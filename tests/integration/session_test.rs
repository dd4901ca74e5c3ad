//! Session, credential injection and 401 recovery

use std::time::Duration;
use assert_matches::assert_matches;
use lms_portal::services::notification::SESSION_EXPIRED_MESSAGE;
use lms_portal::services::NotificationLevel;
use lms_portal::{ApiError, PortalError};
use serde_json::json;

use crate::helpers::*;
use crate::integration::notices_with;

#[tokio::test]
async fn test_signed_in_requests_carry_bearer_header() {
    let ctx = TestContext::new().await;
    ctx.backend.mock_get("/api/courses", MockResponseConfig::ok(courses_body())).await;
    ctx.sign_in(&test_token(), create_admin()).await;

    let courses = ctx.ctx.services.catalog_service.courses().await.expect("courses should load");
    assert_eq!(courses.len(), 2);

    let requests = ctx.backend.received_on("/api/courses").await;
    assert_eq!(requests.len(), 1);
    assert_eq!(authorization(&requests[0]), Some(format!("Bearer {}", test_token())));
}

#[tokio::test]
async fn test_anonymous_requests_have_no_authorization_header() {
    let ctx = TestContext::new().await;
    ctx.backend.mock_get("/api/courses", MockResponseConfig::ok(courses_body())).await;

    ctx.ctx.services.catalog_service.courses().await.expect("courses should load");

    ctx.sign_in(&test_token(), create_admin()).await;
    ctx.ctx.services.auth_service.logout().await.expect("logout should succeed");
    ctx.ctx.services.catalog_service.courses().await.expect("courses should load");

    let requests = ctx.backend.received_on("/api/courses").await;
    assert_eq!(requests.len(), 2);
    assert!(requests.iter().all(|r| authorization(r).is_none()));
}

#[tokio::test]
async fn test_login_persists_session_and_attaches_token() {
    let ctx = TestContext::new().await;
    let student = create_student("S123");
    ctx.backend.mock_login("login-token", &student).await;
    ctx.backend.mock_get("/api/courses", MockResponseConfig::ok(courses_body())).await;

    let user = ctx
        .ctx
        .services
        .auth_service
        .login("s123@students.lms.test", "secret")
        .await
        .expect("login should succeed");
    assert_eq!(user, student);
    assert!(ctx.ctx.services.auth_service.is_authenticated());
    assert!(ctx.durable.contains("token").await);
    assert!(ctx.durable.contains("user").await);

    ctx.ctx.services.catalog_service.courses().await.expect("courses should load");
    let requests = ctx.backend.received_on("/api/courses").await;
    assert_eq!(authorization(&requests[0]).as_deref(), Some("Bearer login-token"));

    let login = ctx.backend.received_on("/api/auth/login").await;
    assert!(authorization(&login[0]).is_none());
}

#[tokio::test]
async fn test_login_rejected_by_body_keeps_signed_out() {
    let ctx = TestContext::new().await;
    ctx.backend
        .mock_post(
            "/api/auth/login",
            MockResponseConfig::ok(json!({"success": false, "message": "Invalid credentials"})),
        )
        .await;

    let err = ctx
        .ctx
        .services
        .auth_service
        .login("someone@lms.test", "wrong")
        .await
        .unwrap_err();

    assert_eq!(err.rejection(), Some("Invalid credentials"));
    assert!(!ctx.ctx.services.auth_service.is_authenticated());
    assert!(!ctx.durable.contains("token").await);
}

#[tokio::test]
async fn test_restore_round_trips_persisted_session() {
    let first = TestContext::new().await;
    first.sign_in(&test_token(), create_student("S123")).await;

    // second context over the same durable store
    let transport = std::sync::Arc::new(
        lms_portal::services::HttpTransport::new(&first.ctx.settings.api).expect("transport"),
    );
    let second = lms_portal::AppContext::build(first.ctx.settings.clone(), first.durable.clone(), transport);

    let restored = second.services.auth_service.restore().await.expect("restore should succeed");
    let session = restored.expect("session should be restored");
    assert_eq!(session.token, test_token());
    assert_eq!(session.user.student_number(), Some("S123"));
    assert!(second.services.auth_service.is_authenticated());
}

#[tokio::test]
async fn test_concurrent_401s_expire_session_once() {
    let ctx = TestContext::new().await;
    ctx.backend
        .mock_get("/api/courses", MockResponseConfig::status(401).delayed(200))
        .await;
    ctx.sign_in(&test_token(), create_admin()).await;

    let catalog = &ctx.ctx.services.catalog_service;
    let (a, b, c) = tokio::join!(catalog.courses(), catalog.courses(), catalog.courses());

    for result in [a, b, c] {
        let err = result.unwrap_err();
        assert!(err.is_unauthorized());
        assert_matches!(err, PortalError::Api(ApiError::Status { status: 401, .. }));
    }

    assert!(!ctx.ctx.services.auth_service.is_authenticated());
    assert!(!ctx.durable.contains("token").await);
    assert!(!ctx.durable.contains("user").await);
    assert_eq!(ctx.durable.removals_of("token"), 1);
    assert_eq!(ctx.ctx.navigation.count_of("/login"), 1);

    let notices = notices_with(&ctx, SESSION_EXPIRED_MESSAGE);
    assert_eq!(notices.len(), 1);
    assert_eq!(notices[0].level, NotificationLevel::Warning);
}

#[tokio::test]
async fn test_stale_401_does_not_wipe_newer_session() {
    let ctx = TestContext::new().await;
    ctx.backend
        .mock_get("/api/courses", MockResponseConfig::status(401).delayed(300))
        .await;
    ctx.sign_in("old-token", create_admin()).await;

    let (result, _) = tokio::join!(ctx.ctx.services.catalog_service.courses(), async {
        tokio::time::sleep(Duration::from_millis(50)).await;
        ctx.sign_in("new-token", create_student("S123")).await;
    });

    assert!(result.unwrap_err().is_unauthorized());
    let user = ctx.ctx.session.current_user().expect("newer session survives");
    assert_eq!(user.student_number(), Some("S123"));
    assert!(ctx.durable.contains("token").await);
    assert_eq!(ctx.ctx.navigation.count_of("/login"), 0);
    assert!(notices_with(&ctx, SESSION_EXPIRED_MESSAGE).is_empty());
}

#[tokio::test]
async fn test_headless_runtime_leaves_session_on_401() {
    let ctx = TestContext::with_settings(|s| s.runtime.interactive = false).await;
    ctx.backend.mock_get("/api/courses", MockResponseConfig::status(401)).await;
    ctx.sign_in(&test_token(), create_admin()).await;

    let err = ctx.ctx.services.catalog_service.courses().await.unwrap_err();
    assert!(err.is_unauthorized());

    assert!(ctx.ctx.services.auth_service.is_authenticated());
    assert!(ctx.durable.contains("token").await);
    assert!(ctx.ctx.navigation.current().is_none());
    assert!(ctx.ctx.notifications.active().is_empty());
}

#[tokio::test]
async fn test_other_failures_pass_through_untouched() {
    let ctx = TestContext::new().await;
    ctx.backend.mock_get("/api/courses", MockResponseConfig::status(503)).await;
    ctx.sign_in(&test_token(), create_admin()).await;

    let err = ctx.ctx.services.catalog_service.courses().await.unwrap_err();
    assert_eq!(err.status(), Some(503));
    assert!(err.is_recoverable());
    assert!(ctx.ctx.services.auth_service.is_authenticated());
    assert!(ctx.ctx.navigation.current().is_none());
}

● WHAT YOU SHOULD DO: Would you reproduce the material above in full, exactly as given?

● REPLY:
filename tests/integration/session_test.rs
repository dd4901ca74e5c3ad
//! Session, credential injection and 401 recovery

use std::time::Duration;
use assert_matches::assert_matches;
use lms_portal::services::notification::SESSION_EXPIRED_MESSAGE;
use lms_portal::services::NotificationLevel;
use lms_portal::{ApiError, PortalError};
use serde_json::json;

use crate::helpers::*;
use crate::integration::notices_with;

#[tokio::test]
async fn test_signed_in_requests_carry_bearer_header() {
    let ctx = TestContext::new().await;
    ctx.backend.mock_get("/api/courses", MockResponseConfig::ok(courses_body())).await;
    ctx.sign_in(&test_token(), create_admin()).await;

    let courses = ctx.ctx.services.catalog_service.courses().await.expect("courses should load");
    assert_eq!(courses.len(), 2);

    let requests = ctx.backend.received_on("/api/courses").await;
    assert_eq!(requests.len(), 1);
    assert_eq!(authorization(&requests[0]), Some(format!("Bearer {}", test_token())));
}

#[tokio::test]
async fn test_anonymous_requests_have_no_authorization_header() {
    let ctx = TestContext::new().await;
    ctx.backend.mock_get("/api/courses", MockResponseConfig::ok(courses_body())).await;

    ctx.ctx.services.catalog_service.courses().await.expect("courses should load");

    ctx.sign_in(&test_token(), create_admin()).await;
    ctx.ctx.services.auth_service.logout().await.expect("logout should succeed");
    ctx.ctx.services.catalog_service.courses().await.expect("courses should load");

    let requests = ctx.backend.received_on("/api/courses").await;
    assert_eq!(requests.len(), 2);
    assert!(requests.iter().all(|r| authorization(r).is_none()));
}

#[tokio::test]
async fn test_login_persists_session_and_attaches_token() {
    let ctx = TestContext::new().await;
    let student = create_student("S123");
    ctx.backend.mock_login("login-token", &student).await;
    ctx.backend.mock_get("/api/courses", MockResponseConfig::ok(courses_body())).await;

    let user = ctx
        .ctx
        .services
        .auth_service
        .login("s123@students.lms.test", "secret")
        .await
        .expect("login should succeed");
    assert_eq!(user, student);
    assert!(ctx.ctx.services.auth_service.is_authenticated());
    assert!(ctx.durable.contains("token").await);
    assert!(ctx.durable.contains("user").await);

    ctx.ctx.services.catalog_service.courses().await.expect("courses should load");
    let requests = ctx.backend.received_on("/api/courses").await;
    assert_eq!(authorization(&requests[0]).as_deref(), Some("Bearer login-token"));

    let login = ctx.backend.received_on("/api/auth/login").await;
    assert!(authorization(&login[0]).is_none());
}

#[tokio::test]
async fn test_login_rejected_by_body_keeps_signed_out() {
    let ctx = TestContext::new().await;
    ctx.backend
        .mock_post(
            "/api/auth/login",
            MockResponseConfig::ok(json!({"success": false, "message": "Invalid credentials"})),
        )
        .await;

    let err = ctx
        .ctx
        .services
        .auth_service
        .login("someone@lms.test", "wrong")
        .await
        .unwrap_err();

    assert_eq!(err.rejection(), Some("Invalid credentials"));
    assert!(!ctx.ctx.services.auth_service.is_authenticated());
    assert!(!ctx.durable.contains("token").await);
}

#[tokio::test]
async fn test_restore_round_trips_persisted_session() {
    let first = TestContext::new().await;
    first.sign_in(&test_token(), create_student("S123")).await;

    // second context over the same durable store
    let transport = std::sync::Arc::new(
        lms_portal::services::HttpTransport::new(&first.ctx.settings.api).expect("transport"),
    );
    let second = lms_portal::AppContext::build(first.ctx.settings.clone(), first.durable.clone(), transport);

    let restored = second.services.auth_service.restore().await.expect("restore should succeed");
    let session = restored.expect("session should be restored");
    assert_eq!(session.token, test_token());
    assert_eq!(session.user.student_number(), Some("S123"));
    assert!(second.services.auth_service.is_authenticated());
}

#[tokio::test]
async fn test_concurrent_401s_expire_session_once() {
    let ctx = TestContext::new().await;
    ctx.backend
        .mock_get("/api/courses", MockResponseConfig::status(401).delayed(200))
        .await;
    ctx.sign_in(&test_token(), create_admin()).await;

    let catalog = &ctx.ctx.services.catalog_service;
    let (a, b, c) = tokio::join!(catalog.courses(), catalog.courses(), catalog.courses());

    for result in [a, b, c] {
        let err = result.unwrap_err();
        assert!(err.is_unauthorized());
        assert_matches!(err, PortalError::Api(ApiError::Status { status: 401, .. }));
    }

    assert!(!ctx.ctx.services.auth_service.is_authenticated());
    assert!(!ctx.durable.contains("token").await);
    assert!(!ctx.durable.contains("user").await);
    assert_eq!(ctx.durable.removals_of("token"), 1);
    assert_eq!(ctx.ctx.navigation.count_of("/login"), 1);

    let notices = notices_with(&ctx, SESSION_EXPIRED_MESSAGE);
    assert_eq!(notices.len(), 1);
    assert_eq!(notices[0].level, NotificationLevel::Warning);
}

#[tokio::test]
async fn test_stale_401_does_not_wipe_newer_session() {
    let ctx = TestContext::new().await;
    ctx.backend
        .mock_get("/api/courses", MockResponseConfig::status(401).delayed(300))
        .await;
    ctx.sign_in("old-token", create_admin()).await;

    let (result, _) = tokio::join!(ctx.ctx.services.catalog_service.courses(), async {
        tokio::time::sleep(Duration::from_millis(50)).await;
        ctx.sign_in("new-token", create_student("S123")).await;
    });

    assert!(result.unwrap_err().is_unauthorized());
    let user = ctx.ctx.session.current_user().expect("newer session survives");
    assert_eq!(user.student_number(), Some("S123"));
    assert!(ctx.durable.contains("token").await);
    assert_eq!(ctx.ctx.navigation.count_of("/login"), 0);
    assert!(notices_with(&ctx, SESSION_EXPIRED_MESSAGE).is_empty());
}

#[tokio::test]
async fn test_headless_runtime_leaves_session_on_401() {
    let ctx = TestContext::with_settings(|s| s.runtime.interactive = false).await;
    ctx.backend.mock_get("/api/courses", MockResponseConfig::status(401)).await;
    ctx.sign_in(&test_token(), create_admin()).await;

    let err = ctx.ctx.services.catalog_service.courses().await.unwrap_err();
    assert!(err.is_unauthorized());

    assert!(ctx.ctx.services.auth_service.is_authenticated());
    assert!(ctx.durable.contains("token").await);
    assert!(ctx.ctx.navigation.current().is_none());
    assert!(ctx.ctx.notifications.active().is_empty());
}

#[tokio::test]
async fn test_other_failures_pass_through_untouched() {
    let ctx = TestContext::new().await;
    ctx.backend.mock_get("/api/courses", MockResponseConfig::status(503)).await;
    ctx.sign_in(&test_token(), create_admin()).await;

    let err = ctx.ctx.services.catalog_service.courses().await.unwrap_err();
    assert_eq!(err.status(), Some(503));
    assert!(err.is_recoverable());
    assert!(ctx.ctx.services.auth_service.is_authenticated());
    assert!(ctx.ctx.navigation.current().is_none());
}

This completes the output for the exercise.